──────── DATA TO PROCESS ────────

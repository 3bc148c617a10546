//! Integration tests for the map HTTP API.

use axum::{
    body::Body,
    http::{header, Request, StatusCode},
};
use http_body_util::BodyExt;
use serde_json::{json, Value};
use std::sync::{Arc, Mutex};
use tempfile::TempDir;
use tower::ServiceExt;

use krabi_map::boundary::{
    self, BoundaryResponse, BoundarySource, EmbeddedBoundarySource,
};
use krabi_map::i18n::Translations;
use krabi_map::places::PlaceCatalog;
use krabi_map::server::create_app;
use krabi_map::server::events::event_channel;
use krabi_map::server::state::AppState;
use krabi_map::settings::Settings;
use krabi_map::widget::{MapWidget, WidgetOptions};

struct MissingBoundary;

impl BoundarySource for MissingBoundary {
    fn fetch(&self) -> anyhow::Result<BoundaryResponse> {
        Ok(BoundaryResponse::not_found())
    }

    fn describe(&self) -> String {
        "missing".to_string()
    }
}

/// Creates a test AppState whose settings are persisted in a temporary directory.
fn create_test_state_with(boundary: Arc<dyn BoundarySource>) -> (AppState, TempDir) {
    let temp_dir = TempDir::new().expect("Failed to create temp dir");
    let widget = MapWidget::mount(PlaceCatalog::default(), WidgetOptions::default(), None);

    let state = AppState {
        widget: Arc::new(Mutex::new(widget)),
        settings: Arc::new(Mutex::new(Settings::default())),
        settings_path: Some(temp_dir.path().join("krabi_map.ini")),
        translations: Arc::new(Translations::load_embedded().expect("Failed to load translations")),
        boundary,
        event_sender: event_channel(),
    };

    (state, temp_dir)
}

fn create_test_state() -> (AppState, TempDir) {
    create_test_state_with(Arc::new(EmbeddedBoundarySource::default()))
}

async fn send(app: &axum::Router, request: Request<Body>) -> (StatusCode, Value) {
    let response = app.clone().oneshot(request).await.unwrap();

    let status = response.status();
    let body = response.into_body().collect().await.unwrap().to_bytes();
    let json: Value = serde_json::from_slice(&body).unwrap_or(Value::Null);

    (status, json)
}

/// Helper to make a GET request and get the response body as JSON.
async fn get_json(app: &axum::Router, uri: &str) -> (StatusCode, Value) {
    let request = Request::builder()
        .method("GET")
        .uri(uri)
        .body(Body::empty())
        .unwrap();
    send(app, request).await
}

/// Helper to make a POST request with a JSON body.
async fn post_json(app: &axum::Router, uri: &str, body: Value) -> (StatusCode, Value) {
    let request = Request::builder()
        .method("POST")
        .uri(uri)
        .header("Content-Type", "application/json")
        .body(Body::from(serde_json::to_vec(&body).unwrap()))
        .unwrap();
    send(app, request).await
}

fn rendered_total(frame: &Value) -> u64 {
    frame["layers"]
        .as_array()
        .unwrap()
        .iter()
        .map(|layer| match layer["kind"].as_str() {
            Some("marker") => 1,
            _ => layer["count"].as_u64().unwrap(),
        })
        .sum()
}

// ============================================================================
// Static files
// ============================================================================

#[tokio::test]
async fn test_index_and_assets() {
    let (state, _temp_dir) = create_test_state();
    let app = create_app(state);

    for (uri, content_type) in [
        ("/", "text/html; charset=utf-8"),
        ("/script.js", "application/javascript"),
        ("/style.css", "text/css"),
        ("/krabi-border.geojson", "application/geo+json"),
    ] {
        let response = app
            .clone()
            .oneshot(Request::builder().uri(uri).body(Body::empty()).unwrap())
            .await
            .unwrap();
        assert_eq!(response.status(), StatusCode::OK, "{}", uri);
        assert_eq!(response.headers()[header::CONTENT_TYPE], content_type);
    }
}

#[tokio::test]
async fn test_index_rendered_in_request_locale() {
    let (state, _temp_dir) = create_test_state();
    let app = create_app(state);

    let request = Request::builder()
        .uri("/")
        .header(header::ACCEPT_LANGUAGE, "de-DE, en;q=0.5")
        .body(Body::empty())
        .unwrap();
    let response = app.clone().oneshot(request).await.unwrap();
    assert_eq!(response.status(), StatusCode::OK);
    let body = response.into_body().collect().await.unwrap().to_bytes();
    let html = String::from_utf8(body.to_vec()).unwrap();

    assert!(html.contains(r#"<html lang="de">"#));
    assert!(html.contains("Krabi entdecken"));
    assert!(html.contains("14 Orte auf der Karte"));
    assert!(html.contains("<li>"));
    assert!(!html.contains("{{t:"));
    assert!(!html.contains("{{list:"));
}

#[tokio::test]
async fn test_config() {
    let (state, _temp_dir) = create_test_state();
    let app = create_app(state);

    let (status, json) = get_json(&app, "/api/config").await;

    assert_eq!(status, StatusCode::OK);
    assert_eq!(json["tiles"]["maxZoom"], 19);
    assert_eq!(json["map"]["minZoom"], 8.0);
    assert_eq!(json["map"]["maxZoom"], 17.0);
    assert_eq!(json["cluster"]["maxClusterRadius"], 60.0);
    assert_eq!(json["cluster"]["spiderRadius"], 35.0);
    assert_eq!(json["filters"], json!(["all", "beach", "island", "snorkel", "sunset"]));
    assert_eq!(json["colors"]["sunset"], "#e17055");

    // Fallback box (7.4..8.4, 98.55..99.1) padded by 15 %
    let max_bounds = json["map"]["maxBounds"].as_array().unwrap();
    let south_west = max_bounds[0].as_array().unwrap();
    let north_east = max_bounds[1].as_array().unwrap();
    assert!((south_west[0].as_f64().unwrap() - 7.25).abs() < 1e-9);
    assert!((south_west[1].as_f64().unwrap() - 98.4675).abs() < 1e-9);
    assert!((north_east[0].as_f64().unwrap() - 8.55).abs() < 1e-9);
    assert!((north_east[1].as_f64().unwrap() - 99.1825).abs() < 1e-9);
}

// ============================================================================
// Places
// ============================================================================

#[tokio::test]
async fn test_places_filtering() {
    let (state, _temp_dir) = create_test_state();
    let app = create_app(state);

    let (status, json) = get_json(&app, "/api/places").await;
    assert_eq!(status, StatusCode::OK);
    assert_eq!(json.as_array().unwrap().len(), 14);
    assert_eq!(json[0]["id"], "ao-nang");
    assert_eq!(json[0]["type"], "beach");
    assert_eq!(json[0]["highlightTag"], "Starting Point");

    let (status, json) = get_json(&app, "/api/places?category=snorkel").await;
    assert_eq!(status, StatusCode::OK);
    assert_eq!(json.as_array().unwrap().len(), 2);

    let (status, _) = get_json(&app, "/api/places?category=volcano").await;
    assert_eq!(status, StatusCode::BAD_REQUEST);
}

// ============================================================================
// Map events
// ============================================================================

#[tokio::test]
async fn test_initial_frame() {
    let (state, _temp_dir) = create_test_state();
    let app = create_app(state);

    let (status, frame) = get_json(&app, "/api/map").await;

    assert_eq!(status, StatusCode::OK);
    assert_eq!(frame["mounted"], true);
    assert_eq!(frame["filter"], "all");
    assert_eq!(frame["interaction"]["state"], "idle");
    assert_eq!(frame["active"]["placeId"], "ao-nang");
    assert_eq!(frame["boundary"]["status"], "pending");
    assert_eq!(frame["commands"][0]["type"], "fit_bounds");
    assert_eq!(rendered_total(&frame), 14);

    // Commands are delivered once
    let (_, frame) = get_json(&app, "/api/map").await;
    assert!(frame["commands"].as_array().unwrap().is_empty());
}

#[tokio::test]
async fn test_filter_change_event() {
    let (state, _temp_dir) = create_test_state();
    let app = create_app(state);
    get_json(&app, "/api/map").await;

    let (status, frame) = post_json(
        &app,
        "/api/map/events",
        json!({"type": "filter_change", "category": "sunset"}),
    )
    .await;

    assert_eq!(status, StatusCode::OK);
    assert_eq!(frame["filter"], "sunset");
    assert_eq!(rendered_total(&frame), 9);
    assert_eq!(frame["active"]["placeId"], "ao-nang-sunset");
    assert_eq!(frame["commands"][0]["type"], "fit_bounds");

    let (_, frame) = post_json(
        &app,
        "/api/map/events",
        json!({"type": "filter_change", "category": "all"}),
    )
    .await;
    assert_eq!(rendered_total(&frame), 14);
    // The selection survives when still visible
    assert_eq!(frame["active"]["placeId"], "ao-nang-sunset");
}

#[tokio::test]
async fn test_cluster_click_flies_in() {
    let (state, _temp_dir) = create_test_state();
    let app = create_app(state);

    let (_, frame) = get_json(&app, "/api/map").await;
    let badge = frame["layers"]
        .as_array()
        .unwrap()
        .iter()
        .find(|layer| layer["kind"] == "cluster")
        .cloned()
        .expect("overview should contain a cluster");
    let zoom = frame["view"]["zoom"].as_f64().unwrap();

    let (status, frame) = post_json(
        &app,
        "/api/map/events",
        json!({"type": "cluster_click", "generation": frame["generation"], "index": badge["index"]}),
    )
    .await;

    assert_eq!(status, StatusCode::OK);
    assert_eq!(frame["commands"][0]["type"], "fly_to");
    assert_eq!(frame["commands"][0]["zoom"].as_f64().unwrap(), (zoom + 2.0).min(17.0));
    assert_eq!(frame["commands"][0]["duration"], 0.35);
    assert_eq!(frame["interaction"]["state"], "flying");
}

#[tokio::test]
async fn test_stale_and_unknown_clicks_are_ignored() {
    let (state, _temp_dir) = create_test_state();
    let app = create_app(state);

    let (_, before) = get_json(&app, "/api/map").await;

    let (status, frame) = post_json(
        &app,
        "/api/map/events",
        json!({"type": "cluster_click", "generation": 0, "index": 0}),
    )
    .await;
    assert_eq!(status, StatusCode::OK);
    assert!(frame["commands"].as_array().unwrap().is_empty());

    let (status, frame) = post_json(
        &app,
        "/api/map/events",
        json!({"type": "marker_click", "place_id": "atlantis"}),
    )
    .await;
    assert_eq!(status, StatusCode::OK);
    assert!(frame["commands"].as_array().unwrap().is_empty());
    assert_eq!(frame["active"], before["active"]);
}

#[tokio::test]
async fn test_marker_click_selects_place() {
    let (state, _temp_dir) = create_test_state();
    let app = create_app(state);
    get_json(&app, "/api/map").await;

    let (status, frame) = post_json(
        &app,
        "/api/map/events",
        json!({"type": "marker_click", "place_id": "hong"}),
    )
    .await;

    assert_eq!(status, StatusCode::OK);
    assert_eq!(frame["active"]["name"], "Hong Island");
    assert_eq!(frame["active"]["highlightTag"], "Lagoon");
    assert_eq!(frame["commands"][0]["type"], "fly_to");
    assert!(frame["commands"][0]["zoom"].as_f64().unwrap() >= 11.0);
}

#[tokio::test]
async fn test_invalid_event_rejected() {
    let (state, _temp_dir) = create_test_state();
    let app = create_app(state);

    let (status, _) = post_json(&app, "/api/map/events", json!({"type": "teleport"})).await;
    assert!(status.is_client_error());

    let (status, _) = post_json(
        &app,
        "/api/map/events",
        json!({"type": "filter_change", "category": "volcano"}),
    )
    .await;
    assert!(status.is_client_error());
}

// ============================================================================
// Boundary
// ============================================================================

#[tokio::test]
async fn test_missing_boundary_falls_back() {
    let (state, _temp_dir) = create_test_state_with(Arc::new(MissingBoundary));
    let app = create_app(state.clone());

    let response = app
        .clone()
        .oneshot(
            Request::builder()
                .uri("/krabi-border.geojson")
                .body(Body::empty())
                .unwrap(),
        )
        .await
        .unwrap();
    assert_eq!(response.status(), StatusCode::NOT_FOUND);

    let applied = boundary::spawn_load(state.widget.clone(), state.boundary.clone(), |_| {})
        .await
        .unwrap();
    assert!(applied);

    let (_, frame) = get_json(&app, "/api/map").await;
    assert_eq!(frame["boundary"]["status"], "fallback");
    assert_eq!(frame["boundary"]["bounds"]["south_west"]["lat"], 7.4);
    assert_eq!(frame["boundary"]["bounds"]["north_east"]["lng"], 99.1);
    assert_eq!(rendered_total(&frame), 14);
}

#[tokio::test]
async fn test_embedded_boundary_loads() {
    let (state, _temp_dir) = create_test_state();
    let app = create_app(state.clone());

    boundary::spawn_load(state.widget.clone(), state.boundary.clone(), |_| {})
        .await
        .unwrap();

    let (_, frame) = get_json(&app, "/api/map").await;
    assert_eq!(frame["boundary"]["status"], "loaded");
    assert_eq!(frame["boundary"]["feature_count"], 1);
    assert_eq!(frame["boundary"]["style"]["color"], "#0099ff");
}

// ============================================================================
// Languages and locale
// ============================================================================

#[tokio::test]
async fn test_languages_and_translations() {
    let (state, _temp_dir) = create_test_state();
    let app = create_app(state);

    let (status, json) = get_json(&app, "/api/languages").await;
    assert_eq!(status, StatusCode::OK);
    assert_eq!(json.as_array().unwrap().len(), 10);
    assert_eq!(json[0]["code"], "th");
    assert_eq!(json[0]["name"], "ไทย");

    let (status, json) = get_json(&app, "/api/i18n/ja").await;
    assert_eq!(status, StatusCode::OK);
    assert_eq!(json["map"]["filters"]["beach"], "ビーチ");

    let (status, _) = get_json(&app, "/api/i18n/pt").await;
    assert_eq!(status, StatusCode::NOT_FOUND);
}

#[tokio::test]
async fn test_locale_resolution_and_persistence() {
    let (state, temp_dir) = create_test_state();
    let app = create_app(state);

    let request = Request::builder()
        .uri("/api/locale")
        .header(header::ACCEPT_LANGUAGE, "pt-BR, de-DE;q=0.9, en;q=0.5")
        .body(Body::empty())
        .unwrap();
    let (status, json) = send(&app, request).await;
    assert_eq!(status, StatusCode::OK);
    assert_eq!(json["locale"], "de");
    assert_eq!(json["stored"], false);

    let (status, _) = post_json(&app, "/api/locale", json!({"locale": "pt"})).await;
    assert_eq!(status, StatusCode::BAD_REQUEST);

    let (status, json) = post_json(&app, "/api/locale", json!({"locale": "ja"})).await;
    assert_eq!(status, StatusCode::OK);
    assert_eq!(json["language"]["name"], "日本語");

    let (_, json) = get_json(&app, "/api/locale").await;
    assert_eq!(json["locale"], "ja");
    assert_eq!(json["stored"], true);

    let saved = Settings::load_from(&temp_dir.path().join("krabi_map.ini")).unwrap();
    assert_eq!(saved.locale.as_deref(), Some("ja"));
}

#[tokio::test]
async fn test_default_locale_without_preferences() {
    let (state, _temp_dir) = create_test_state();
    let app = create_app(state);

    let (_, json) = get_json(&app, "/api/locale").await;
    assert_eq!(json["locale"], "en");
    assert_eq!(json["language"]["label"], "EN");
}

────────

▶ PROBLEM DESCRIPTION:
Only the lines from the first line of the records through the one containing "fn create_test_state_with(boundary: Arc<dyn" should be reproduced, exactly, with both of them included.

▶ WRITTEN SOLUTION:
repository 3bc148c617a10546
//! Integration tests for the map HTTP API.

use axum::{
    body::Body,
    http::{header, Request, StatusCode},
};
use http_body_util::BodyExt;
use serde_json::{json, Value};
use std::sync::{Arc, Mutex};
use tempfile::TempDir;
use tower::ServiceExt;

use krabi_map::boundary::{
    self, BoundaryResponse, BoundarySource, EmbeddedBoundarySource,
};
use krabi_map::i18n::Translations;
use krabi_map::places::PlaceCatalog;
use krabi_map::server::create_app;
use krabi_map::server::events::event_channel;
use krabi_map::server::state::AppState;
use krabi_map::settings::Settings;
use krabi_map::widget::{MapWidget, WidgetOptions};

struct MissingBoundary;

impl BoundarySource for MissingBoundary {
    fn fetch(&self) -> anyhow::Result<BoundaryResponse> {
        Ok(BoundaryResponse::not_found())
    }

    fn describe(&self) -> String {
        "missing".to_string()
    }
}

/// Creates a test AppState whose settings are persisted in a temporary directory.
fn create_test_state_with(boundary: Arc<dyn BoundarySource>) -> (AppState, TempDir) {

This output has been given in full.